Please refer Annexure - List of Entities Consolidated, which captures the list of entities considered and their analytical treatment of consolidation

Key Rating Drivers & Detailed Description

Strengths

Established market position because of strong brand and diversified product profile: The brand, Ozone, has strong recognition across India. The company has a portfolio of 3,000-4,000 products such as floor springs, door closures, hinges, metal doors, kitchen furniture and fittings, and door control devices, which are used in hospitals, government and private institutions, malls and airports. The market position is supported by strong supply chain management, backed by an in-house logistics department, and the latest systems and software. The company plans to shift from trading to manufacturing in fiscal 2024, which will enhance its market position.

 

Healthy financial risk profile: Supported by low reliance on external borrowing, steady accretion to reserve and negligible dividend payout, networth was moderate at Rs 123 crore as on March 31, 2022, as against debt of Rs 72 crore, leading to gearing of 0.58 time.
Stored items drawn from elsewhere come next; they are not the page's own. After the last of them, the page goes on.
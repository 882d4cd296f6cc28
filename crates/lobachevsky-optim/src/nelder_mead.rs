//! Nelder–Mead downhill simplex.
//!
//! Derivative-free alternative for the hyperboloid margin loss when the
//! analytic gradient is not wanted. Standard reflection/expansion/
//! contraction/shrink with scipy-style initial simplex steps.

use crate::OptimReport;

#[derive(Debug, Clone)]
pub struct NelderMeadOptions {
    pub max_iter: usize,
    /// Spread of function values across the simplex below which we stop.
    pub ftol: f64,
    /// Spread of vertex coordinates below which we stop.
    pub xtol: f64,
}

impl Default for NelderMeadOptions {
    fn default() -> Self {
        Self {
            max_iter: 2000,
            ftol: 1e-8,
            xtol: 1e-8,
        }
    }
}

const ALPHA: f64 = 1.0; // reflection
const GAMMA: f64 = 2.0; // expansion
const RHO: f64 = 0.5; // contraction
const SIGMA: f64 = 0.5; // shrink

/// Minimize `f` starting from `x0`.
pub fn minimize<F>(mut f: F, x0: &[f64], opts: &NelderMeadOptions) -> OptimReport
where
    F: FnMut(&[f64]) -> f64,
{
    let n = x0.len();
    if n == 0 {
        let fx = f(x0);
        return OptimReport { x: x0.to_vec(), fx, iterations: 0, converged: true };
    }

    // Initial simplex: x0 plus one perturbed vertex per coordinate.
    let mut simplex: Vec<Vec<f64>> = Vec::with_capacity(n + 1);
    simplex.push(x0.to_vec());
    for i in 0..n {
        let mut v = x0.to_vec();
        v[i] = if v[i] != 0.0 { v[i] * 1.05 } else { 0.00025 };
        simplex.push(v);
    }
    let mut values: Vec<f64> = simplex.iter().map(|v| f(v)).collect();

    let mut iterations = 0;
    let mut converged = false;

    while iterations < opts.max_iter {
        iterations += 1;

        // Order vertices by value.
        let mut order: Vec<usize> = (0..=n).collect();
        order.sort_by(|&a, &b| values[a].partial_cmp(&values[b]).unwrap_or(std::cmp::Ordering::Equal));
        let reordered: Vec<Vec<f64>> = order.iter().map(|&i| simplex[i].clone()).collect();
        let revalues: Vec<f64> = order.iter().map(|&i| values[i]).collect();
        simplex = reordered;
        values = revalues;

        // Convergence: value spread and coordinate spread against the best.
        let f_spread = (values[n] - values[0]).abs();
        let x_spread = simplex[1..]
            .iter()
            .flat_map(|v| v.iter().zip(simplex[0].iter()).map(|(a, b)| (a - b).abs()))
            .fold(0.0, f64::max);
        if f_spread <= opts.ftol && x_spread <= opts.xtol {
            converged = true;
            break;
        }

        // Centroid of all but the worst vertex.
        let mut centroid = vec![0.0; n];
        for v in &simplex[..n] {
            for (c, vi) in centroid.iter_mut().zip(v.iter()) {
                *c += vi / n as f64;
            }
        }

        let worst = simplex[n].clone();
        let reflected: Vec<f64> = centroid
            .iter()
            .zip(worst.iter())
            .map(|(c, w)| c + ALPHA * (c - w))
            .collect();
        let f_ref = f(&reflected);

        if f_ref < values[0] {
            // Try to expand further in the same direction.
            let expanded: Vec<f64> = centroid
                .iter()
                .zip(worst.iter())
                .map(|(c, w)| c + GAMMA * ALPHA * (c - w))
                .collect();
            let f_exp = f(&expanded);
            if f_exp < f_ref {
                simplex[n] = expanded;
                values[n] = f_exp;
            } else {
                simplex[n] = reflected;
                values[n] = f_ref;
            }
        } else if f_ref < values[n - 1] {
            simplex[n] = reflected;
            values[n] = f_ref;
        } else {
            // Contract toward the centroid, from whichever of the worst and
            // reflected points is better.
            let (base, f_base) = if f_ref < values[n] {
                (&reflected, f_ref)
            } else {
                (&worst, values[n])
            };
            let contracted: Vec<f64> = centroid
                .iter()
                .zip(base.iter())
                .map(|(c, b)| c + RHO * (b - c))
                .collect();
            let f_con = f(&contracted);
            if f_con < f_base {
                simplex[n] = contracted;
                values[n] = f_con;
            } else {
                // Shrink everything toward the best vertex.
                let best = simplex[0].clone();
                for i in 1..=n {
                    for (vi, bi) in simplex[i].iter_mut().zip(best.iter()) {
                        *vi = bi + SIGMA * (*vi - bi);
                    }
                    values[i] = f(&simplex[i]);
                }
            }
        }

        tracing::debug!(iteration = iterations, best = values[0], "nelder-mead step");
    }

    // Best vertex after the final ordering.
    let mut best_idx = 0;
    for i in 1..=n {
        if values[i] < values[best_idx] {
            best_idx = i;
        }
    }
    OptimReport {
        x: simplex[best_idx].clone(),
        fx: values[best_idx],
        iterations,
        converged,
    }
}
Debt protection metrics were comfortable, as indicated by interest coverage and net cash accrual to adjusted debt ratios of 10.5 times and 0.26 time, respectively, in fiscal 2022. The company is expected to undertake capital expenditure (capex) of around Rs 85 crore in fiscal 2023 and around Rs 40 crore in fiscal 2024 for setting up a manufacturing plant; the capex will be funded in debt to equity ratio of 2:1. However, the financial risk profile will remain healthy over the medium term.

 

Weaknesses

Susceptibility to fluctuations in forex rates, cyclicality in real estate development, and exposure to intense competition: Majority of the products are procured from China and Taiwan in USD. The company hedges the resultant forex exposure. Nonetheless, the operating margin will remain susceptible to fluctuations in forex rates.

 

The company’s architectural hardware solutions are used in real estate development, rendering revenue vulnerable to cyclicality in this sector. Also, despite diversification in the product profile, the operating margin is vulnerable to intense competition, entailing the need to offer additional discounts for pushing sales, especially in the real estate market.

 

Volatile operating profitability: The operating margin fell to 8.11% in fiscal 2022 from 21.5% in fiscal 2019 driven by the Covid-19 pandemic and significant expenditure on promotional activities, and is expected at 11-12% in fiscal 2023 because of continued advertisement expenditure. Improvement in revenue and profitability backed by better absorption of fixed cost will be a rating sensitivity factor. 

 

The OOPL group made investment of Rs 35 crore for purchase of three residential properties in Delhi against cash accrual of Rs 18.8 crore in fiscal 2022. The investment was funded through term loan of Rs 23 crore. Further investment in non-core assets may impact the financial risk profile and liquidity and will be key monitorables.

Liquidity: Strong

Bank limit utilisation was low at 31% on average for the 12 months through May 2022. Cash accrual, expected around Rs 30 crore per annum, will sufficiently cover yearly term debt obligation of Rs 7-8 crore over the medium term. The company has adequate financial flexibility to withstand adverse conditions or downturns in the business.

Outlook: Negative

Continued moderation in the operating margin of OOPL will result in lower profitability and constrain the group’s financial risk profile and liquidity.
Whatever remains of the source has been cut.